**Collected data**

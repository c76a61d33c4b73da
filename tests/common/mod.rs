//! Shared utilities for the gateway integration tests.

use std::net::SocketAddr;
use std::sync::atomic::AtomicU32;
use std::sync::Arc;
use std::time::{Duration, SystemTime, UNIX_EPOCH};

use tokio::io::{AsyncReadExt, AsyncWriteExt};
use tokio::net::TcpListener;
use tokio::sync::mpsc;
use url::Url;

use api_gateway::config::{
    CorsConfig, GatewayConfig, ObservabilityConfig, RateLimitConfig, ServiceUrls, TimeoutConfig,
};
use api_gateway::lifecycle::Shutdown;
use api_gateway::routing::RouteTable;
use api_gateway::HttpServer;

pub const TEST_SECRET: &str = "integration-test-secret";

/// Config with every service pointed at the same backend address.
pub fn test_config(backend: SocketAddr) -> GatewayConfig {
    let base = Url::parse(&format!("http://{backend}")).unwrap();
    GatewayConfig {
        listen_addr: "127.0.0.1:0".into(),
        jwt_access_secret: TEST_SECRET.into(),
        services: ServiceUrls {
            auth: base.clone(),
            schedule: base.clone(),
            booking: base.clone(),
            ticket: base.clone(),
            user: base.clone(),
            search: base.clone(),
            admin: base.clone(),
            reporting: base,
        },
        rate_limit: RateLimitConfig {
            requests: 1000,
            window_secs: 60,
        },
        cors: CorsConfig::default(),
        timeouts: TimeoutConfig {
            forward_secs: 5,
            request_secs: 10,
        },
        max_body_bytes: 1024 * 1024,
        observability: ObservabilityConfig::default(),
    }
}

/// Start the gateway on an ephemeral port with the standard route table.
pub async fn start_gateway(config: GatewayConfig) -> (SocketAddr, Shutdown) {
    let table = Arc::new(RouteTable::standard(&config.services));
    let server = HttpServer::new(&config, table);
    let listener = TcpListener::bind("127.0.0.1:0").await.unwrap();
    let addr = listener.local_addr().unwrap();

    let shutdown = Shutdown::new();
    let server_shutdown = shutdown.clone();
    tokio::spawn(async move {
        let _ = server.run(listener, &server_shutdown).await;
    });

    tokio::time::sleep(Duration::from_millis(100)).await;
    (addr, shutdown)
}

/// Mock backend that counts calls, captures the raw request head, and
/// answers with a canned response.
pub async fn start_mock_backend(
    body: &'static str,
) -> (SocketAddr, Arc<AtomicU32>, mpsc::UnboundedReceiver<String>) {
    let listener = TcpListener::bind("127.0.0.1:0").await.unwrap();
    let addr = listener.local_addr().unwrap();
    let calls = Arc::new(AtomicU32::new(0));
    let (tx, rx) = mpsc::unbounded_channel();

    let task_calls = calls.clone();
    tokio::spawn(async move {
        loop {
            match listener.accept().await {
                Ok((mut socket, _)) => {
                    task_calls.fetch_add(1, std::sync::atomic::Ordering::SeqCst);
                    let tx = tx.clone();
                    tokio::spawn(async move {
                        let mut buf = Vec::new();
                        let mut chunk = [0u8; 1024];
                        loop {
                            match socket.read(&mut chunk).await {
                                Ok(0) => break,
                                Ok(n) => {
                                    buf.extend_from_slice(&chunk[..n]);
                                    if buf.windows(4).any(|w| w == b"\r\n\r\n") {
                                        break;
                                    }
                                }
                                Err(_) => break,
                            }
                        }
                        let _ = tx.send(String::from_utf8_lossy(&buf).to_string());

                        let response = format!(
                            "HTTP/1.1 200 OK\r\nContent-Length: {}\r\nx-backend: mock\r\nConnection: close\r\n\r\n{}",
                            body.len(),
                            body
                        );
                        let _ = socket.write_all(response.as_bytes()).await;
                        let _ = socket.shutdown().await;
                    });
                }
                Err(_) => break,
            }
        }
    });

    (addr, calls, rx)
}

/// Mint an HS256 access token the way the auth service does.
pub fn mint_token(secret: &str, sub: &str, role: &str, ttl_secs: i64) -> String {
    #[derive(serde::Serialize)]
    struct Claims<'a> {
        sub: &'a str,
        email: String,
        role: &'a str,
        iat: i64,
        exp: i64,
    }

    let now = SystemTime::now()
        .duration_since(UNIX_EPOCH)
        .unwrap()
        .as_secs() as i64;
    let claims = Claims {
        sub,
        email: format!("{sub}@example.com"),
        role,
        iat: now,
        exp: now + ttl_secs,
    };
    jsonwebtoken::encode(
        &jsonwebtoken::Header::default(),
        &claims,
        &jsonwebtoken::EncodingKey::from_secret(secret.as_bytes()),
    )
    .unwrap()
}

pub fn http_client() -> reqwest::Client {
    reqwest::Client::builder()
        .pool_max_idle_per_host(0)
        .no_proxy()
        .build()
        .unwrap()
}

**Your objective**
Please state how many lines in the records contain the word "auth", and give only that number.

**Solution**
2